# [Requirement]
If a line in the entries below contains "keeping", copy it.

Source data
· · ·

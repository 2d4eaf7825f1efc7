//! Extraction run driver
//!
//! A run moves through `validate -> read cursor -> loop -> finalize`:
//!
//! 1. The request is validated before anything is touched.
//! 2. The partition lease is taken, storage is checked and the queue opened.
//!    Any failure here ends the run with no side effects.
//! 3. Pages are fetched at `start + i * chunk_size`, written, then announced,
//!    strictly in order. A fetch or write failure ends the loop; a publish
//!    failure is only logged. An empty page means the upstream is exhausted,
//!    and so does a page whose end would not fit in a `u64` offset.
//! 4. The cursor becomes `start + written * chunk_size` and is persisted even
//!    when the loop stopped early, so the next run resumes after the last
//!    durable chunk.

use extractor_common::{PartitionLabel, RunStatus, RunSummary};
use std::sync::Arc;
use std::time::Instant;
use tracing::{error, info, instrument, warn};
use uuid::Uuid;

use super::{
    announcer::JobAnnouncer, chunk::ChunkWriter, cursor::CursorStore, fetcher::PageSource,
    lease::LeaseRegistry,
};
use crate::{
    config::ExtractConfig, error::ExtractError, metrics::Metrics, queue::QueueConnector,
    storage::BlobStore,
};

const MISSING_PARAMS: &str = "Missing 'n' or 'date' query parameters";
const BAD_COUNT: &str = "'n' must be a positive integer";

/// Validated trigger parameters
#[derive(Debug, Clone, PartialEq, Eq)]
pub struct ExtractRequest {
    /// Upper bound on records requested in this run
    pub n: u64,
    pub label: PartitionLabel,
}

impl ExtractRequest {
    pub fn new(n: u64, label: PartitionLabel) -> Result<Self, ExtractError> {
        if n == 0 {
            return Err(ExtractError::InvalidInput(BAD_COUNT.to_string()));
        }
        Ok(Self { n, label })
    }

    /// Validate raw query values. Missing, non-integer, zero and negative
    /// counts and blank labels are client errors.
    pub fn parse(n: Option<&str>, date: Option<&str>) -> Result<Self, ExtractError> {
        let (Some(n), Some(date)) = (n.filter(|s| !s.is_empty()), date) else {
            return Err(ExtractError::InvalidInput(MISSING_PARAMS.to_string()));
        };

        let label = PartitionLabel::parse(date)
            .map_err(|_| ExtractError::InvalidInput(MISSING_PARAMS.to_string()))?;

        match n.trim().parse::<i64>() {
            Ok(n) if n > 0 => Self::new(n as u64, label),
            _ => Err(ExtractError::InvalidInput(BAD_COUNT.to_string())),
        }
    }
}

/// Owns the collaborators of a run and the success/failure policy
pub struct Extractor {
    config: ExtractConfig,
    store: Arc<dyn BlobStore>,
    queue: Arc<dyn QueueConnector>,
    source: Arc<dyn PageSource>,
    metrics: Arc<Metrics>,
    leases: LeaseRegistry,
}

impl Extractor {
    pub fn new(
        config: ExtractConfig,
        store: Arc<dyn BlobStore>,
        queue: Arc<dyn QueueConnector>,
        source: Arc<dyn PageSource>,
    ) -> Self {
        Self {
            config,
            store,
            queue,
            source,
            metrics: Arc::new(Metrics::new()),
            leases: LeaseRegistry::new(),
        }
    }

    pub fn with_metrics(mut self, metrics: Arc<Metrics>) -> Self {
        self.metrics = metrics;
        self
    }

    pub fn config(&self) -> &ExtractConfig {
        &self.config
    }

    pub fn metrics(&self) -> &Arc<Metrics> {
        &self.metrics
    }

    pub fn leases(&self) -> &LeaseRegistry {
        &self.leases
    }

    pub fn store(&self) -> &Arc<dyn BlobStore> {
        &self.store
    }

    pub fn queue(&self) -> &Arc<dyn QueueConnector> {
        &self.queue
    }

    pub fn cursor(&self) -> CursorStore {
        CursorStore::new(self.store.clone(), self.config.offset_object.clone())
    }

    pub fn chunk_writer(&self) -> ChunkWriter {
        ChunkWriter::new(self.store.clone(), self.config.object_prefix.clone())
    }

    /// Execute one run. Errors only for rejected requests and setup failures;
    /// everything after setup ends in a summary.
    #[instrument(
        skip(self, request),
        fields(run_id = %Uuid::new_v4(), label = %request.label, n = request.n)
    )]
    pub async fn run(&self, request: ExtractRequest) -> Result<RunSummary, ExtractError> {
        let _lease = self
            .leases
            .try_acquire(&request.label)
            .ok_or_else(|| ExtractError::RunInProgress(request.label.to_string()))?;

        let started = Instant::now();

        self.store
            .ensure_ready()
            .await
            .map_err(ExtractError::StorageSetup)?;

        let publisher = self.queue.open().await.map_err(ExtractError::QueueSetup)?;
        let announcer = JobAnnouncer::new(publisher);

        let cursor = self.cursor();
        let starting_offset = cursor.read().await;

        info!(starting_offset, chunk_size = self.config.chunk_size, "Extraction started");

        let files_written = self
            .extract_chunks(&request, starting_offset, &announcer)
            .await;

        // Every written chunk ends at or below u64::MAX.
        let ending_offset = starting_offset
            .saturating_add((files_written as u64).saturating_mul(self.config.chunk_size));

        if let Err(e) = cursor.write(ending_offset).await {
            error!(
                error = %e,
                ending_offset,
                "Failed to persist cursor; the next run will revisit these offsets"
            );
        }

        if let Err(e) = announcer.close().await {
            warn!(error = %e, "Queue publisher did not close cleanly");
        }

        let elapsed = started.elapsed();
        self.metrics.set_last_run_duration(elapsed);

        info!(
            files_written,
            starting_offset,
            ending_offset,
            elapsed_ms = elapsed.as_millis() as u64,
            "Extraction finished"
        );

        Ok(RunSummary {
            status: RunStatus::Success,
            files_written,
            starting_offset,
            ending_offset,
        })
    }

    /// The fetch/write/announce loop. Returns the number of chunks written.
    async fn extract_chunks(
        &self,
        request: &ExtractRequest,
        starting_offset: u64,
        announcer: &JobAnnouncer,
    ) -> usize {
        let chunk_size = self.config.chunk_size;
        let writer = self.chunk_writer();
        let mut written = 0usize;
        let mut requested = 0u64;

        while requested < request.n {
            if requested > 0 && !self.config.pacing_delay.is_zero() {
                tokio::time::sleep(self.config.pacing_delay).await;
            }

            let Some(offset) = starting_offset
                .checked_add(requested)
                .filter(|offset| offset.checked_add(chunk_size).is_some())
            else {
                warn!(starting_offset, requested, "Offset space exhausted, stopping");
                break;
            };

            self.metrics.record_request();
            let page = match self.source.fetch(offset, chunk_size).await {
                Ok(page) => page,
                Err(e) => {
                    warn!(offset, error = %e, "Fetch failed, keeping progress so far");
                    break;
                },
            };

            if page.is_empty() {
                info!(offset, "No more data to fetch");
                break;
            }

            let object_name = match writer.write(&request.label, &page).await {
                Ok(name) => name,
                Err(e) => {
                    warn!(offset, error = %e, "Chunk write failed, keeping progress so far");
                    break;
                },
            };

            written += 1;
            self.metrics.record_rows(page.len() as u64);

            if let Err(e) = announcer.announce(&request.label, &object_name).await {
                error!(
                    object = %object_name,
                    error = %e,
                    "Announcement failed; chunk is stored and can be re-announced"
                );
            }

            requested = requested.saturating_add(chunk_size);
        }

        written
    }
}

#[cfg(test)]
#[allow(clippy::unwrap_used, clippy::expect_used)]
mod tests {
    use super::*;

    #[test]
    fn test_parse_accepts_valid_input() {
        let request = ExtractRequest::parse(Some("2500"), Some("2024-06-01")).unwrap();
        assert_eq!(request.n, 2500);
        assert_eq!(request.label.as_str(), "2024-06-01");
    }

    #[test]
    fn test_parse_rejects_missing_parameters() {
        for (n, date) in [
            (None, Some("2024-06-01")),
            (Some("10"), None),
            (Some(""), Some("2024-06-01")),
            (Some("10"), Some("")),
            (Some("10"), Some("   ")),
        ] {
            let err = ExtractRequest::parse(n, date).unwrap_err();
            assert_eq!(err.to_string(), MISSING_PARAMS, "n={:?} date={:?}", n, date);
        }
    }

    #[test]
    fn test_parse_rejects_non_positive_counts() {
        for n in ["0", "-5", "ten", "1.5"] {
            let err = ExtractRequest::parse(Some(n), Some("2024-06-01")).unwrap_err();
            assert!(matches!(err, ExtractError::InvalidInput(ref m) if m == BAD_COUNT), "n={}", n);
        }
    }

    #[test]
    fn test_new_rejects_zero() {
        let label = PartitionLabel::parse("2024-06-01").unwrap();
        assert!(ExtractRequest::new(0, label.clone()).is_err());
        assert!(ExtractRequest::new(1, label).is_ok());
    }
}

· · ·

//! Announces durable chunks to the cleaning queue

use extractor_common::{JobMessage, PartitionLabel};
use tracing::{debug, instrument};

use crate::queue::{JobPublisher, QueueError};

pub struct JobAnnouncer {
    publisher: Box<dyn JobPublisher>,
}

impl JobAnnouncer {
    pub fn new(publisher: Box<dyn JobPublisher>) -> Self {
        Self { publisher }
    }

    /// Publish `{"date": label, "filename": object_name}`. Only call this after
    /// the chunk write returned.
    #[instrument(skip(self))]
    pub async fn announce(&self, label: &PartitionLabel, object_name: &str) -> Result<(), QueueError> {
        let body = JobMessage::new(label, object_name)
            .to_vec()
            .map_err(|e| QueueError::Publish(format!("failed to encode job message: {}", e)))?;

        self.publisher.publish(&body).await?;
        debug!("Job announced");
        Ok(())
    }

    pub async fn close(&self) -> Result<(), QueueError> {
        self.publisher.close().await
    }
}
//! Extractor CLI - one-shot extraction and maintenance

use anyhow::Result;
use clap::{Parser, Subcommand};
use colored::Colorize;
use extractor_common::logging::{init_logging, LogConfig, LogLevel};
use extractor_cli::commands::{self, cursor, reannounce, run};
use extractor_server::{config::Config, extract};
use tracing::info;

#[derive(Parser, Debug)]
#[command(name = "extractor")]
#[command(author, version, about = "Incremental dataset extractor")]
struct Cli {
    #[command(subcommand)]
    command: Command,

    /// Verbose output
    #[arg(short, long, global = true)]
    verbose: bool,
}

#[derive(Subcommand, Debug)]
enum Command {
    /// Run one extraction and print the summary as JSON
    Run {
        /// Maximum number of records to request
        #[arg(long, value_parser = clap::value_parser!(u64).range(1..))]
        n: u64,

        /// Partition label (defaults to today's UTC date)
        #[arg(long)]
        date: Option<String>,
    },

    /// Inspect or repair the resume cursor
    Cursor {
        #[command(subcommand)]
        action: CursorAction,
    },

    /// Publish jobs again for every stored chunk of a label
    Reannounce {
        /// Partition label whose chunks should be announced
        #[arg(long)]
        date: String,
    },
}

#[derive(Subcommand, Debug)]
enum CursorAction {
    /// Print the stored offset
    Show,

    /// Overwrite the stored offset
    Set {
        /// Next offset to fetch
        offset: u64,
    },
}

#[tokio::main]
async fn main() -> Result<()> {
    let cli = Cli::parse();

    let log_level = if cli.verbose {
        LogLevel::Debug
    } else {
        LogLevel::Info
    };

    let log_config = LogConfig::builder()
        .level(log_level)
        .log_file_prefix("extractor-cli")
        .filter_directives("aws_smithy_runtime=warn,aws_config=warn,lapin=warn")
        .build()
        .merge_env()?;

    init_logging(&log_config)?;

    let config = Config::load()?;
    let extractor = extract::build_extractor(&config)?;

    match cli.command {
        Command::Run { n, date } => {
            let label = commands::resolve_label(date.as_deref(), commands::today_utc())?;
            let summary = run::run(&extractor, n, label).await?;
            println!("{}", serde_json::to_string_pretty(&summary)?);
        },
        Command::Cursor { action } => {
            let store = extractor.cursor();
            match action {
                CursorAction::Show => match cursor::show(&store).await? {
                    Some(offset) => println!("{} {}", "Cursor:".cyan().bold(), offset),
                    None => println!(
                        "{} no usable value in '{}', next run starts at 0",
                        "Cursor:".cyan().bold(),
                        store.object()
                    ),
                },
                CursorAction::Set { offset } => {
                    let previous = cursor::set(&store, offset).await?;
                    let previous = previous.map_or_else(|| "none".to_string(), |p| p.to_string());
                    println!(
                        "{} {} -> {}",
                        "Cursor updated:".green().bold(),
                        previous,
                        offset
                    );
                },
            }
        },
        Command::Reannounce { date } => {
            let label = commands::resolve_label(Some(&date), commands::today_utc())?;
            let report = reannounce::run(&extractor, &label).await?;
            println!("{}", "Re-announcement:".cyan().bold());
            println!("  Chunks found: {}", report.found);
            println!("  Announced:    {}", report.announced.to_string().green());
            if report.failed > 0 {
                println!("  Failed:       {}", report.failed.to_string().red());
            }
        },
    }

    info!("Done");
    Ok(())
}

· · ·

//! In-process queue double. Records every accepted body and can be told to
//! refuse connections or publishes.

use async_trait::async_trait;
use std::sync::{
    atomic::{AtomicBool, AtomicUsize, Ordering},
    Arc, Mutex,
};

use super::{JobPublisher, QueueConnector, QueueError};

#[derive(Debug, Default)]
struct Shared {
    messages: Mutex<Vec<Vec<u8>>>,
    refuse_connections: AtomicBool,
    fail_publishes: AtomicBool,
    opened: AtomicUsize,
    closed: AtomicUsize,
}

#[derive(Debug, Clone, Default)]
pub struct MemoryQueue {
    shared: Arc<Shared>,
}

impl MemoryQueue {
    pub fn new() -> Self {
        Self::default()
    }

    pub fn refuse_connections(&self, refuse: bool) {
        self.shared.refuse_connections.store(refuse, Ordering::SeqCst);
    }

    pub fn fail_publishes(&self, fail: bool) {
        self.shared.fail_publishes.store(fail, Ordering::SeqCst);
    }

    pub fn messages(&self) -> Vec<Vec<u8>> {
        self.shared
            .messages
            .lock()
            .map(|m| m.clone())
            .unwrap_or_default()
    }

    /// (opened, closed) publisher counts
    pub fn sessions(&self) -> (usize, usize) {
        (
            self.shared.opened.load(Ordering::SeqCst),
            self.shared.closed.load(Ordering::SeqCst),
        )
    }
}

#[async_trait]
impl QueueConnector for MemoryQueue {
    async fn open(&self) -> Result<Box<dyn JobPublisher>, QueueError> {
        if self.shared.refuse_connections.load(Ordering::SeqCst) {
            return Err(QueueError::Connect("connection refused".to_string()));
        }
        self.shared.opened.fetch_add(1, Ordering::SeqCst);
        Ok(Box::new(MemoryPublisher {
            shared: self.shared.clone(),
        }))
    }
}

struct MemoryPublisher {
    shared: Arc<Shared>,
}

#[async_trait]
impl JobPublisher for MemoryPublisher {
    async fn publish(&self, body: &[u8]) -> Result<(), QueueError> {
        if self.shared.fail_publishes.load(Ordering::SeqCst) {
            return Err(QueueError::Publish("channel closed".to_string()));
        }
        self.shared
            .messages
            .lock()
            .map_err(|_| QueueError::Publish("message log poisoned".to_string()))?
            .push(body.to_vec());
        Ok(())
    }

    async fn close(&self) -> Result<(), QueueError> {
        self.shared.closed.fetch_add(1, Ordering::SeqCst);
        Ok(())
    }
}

· · ·

# [Response box]
                    warn!(offset, error = %e, "Fetch failed, keeping progress so far");
                    warn!(offset, error = %e, "Chunk write failed, keeping progress so far");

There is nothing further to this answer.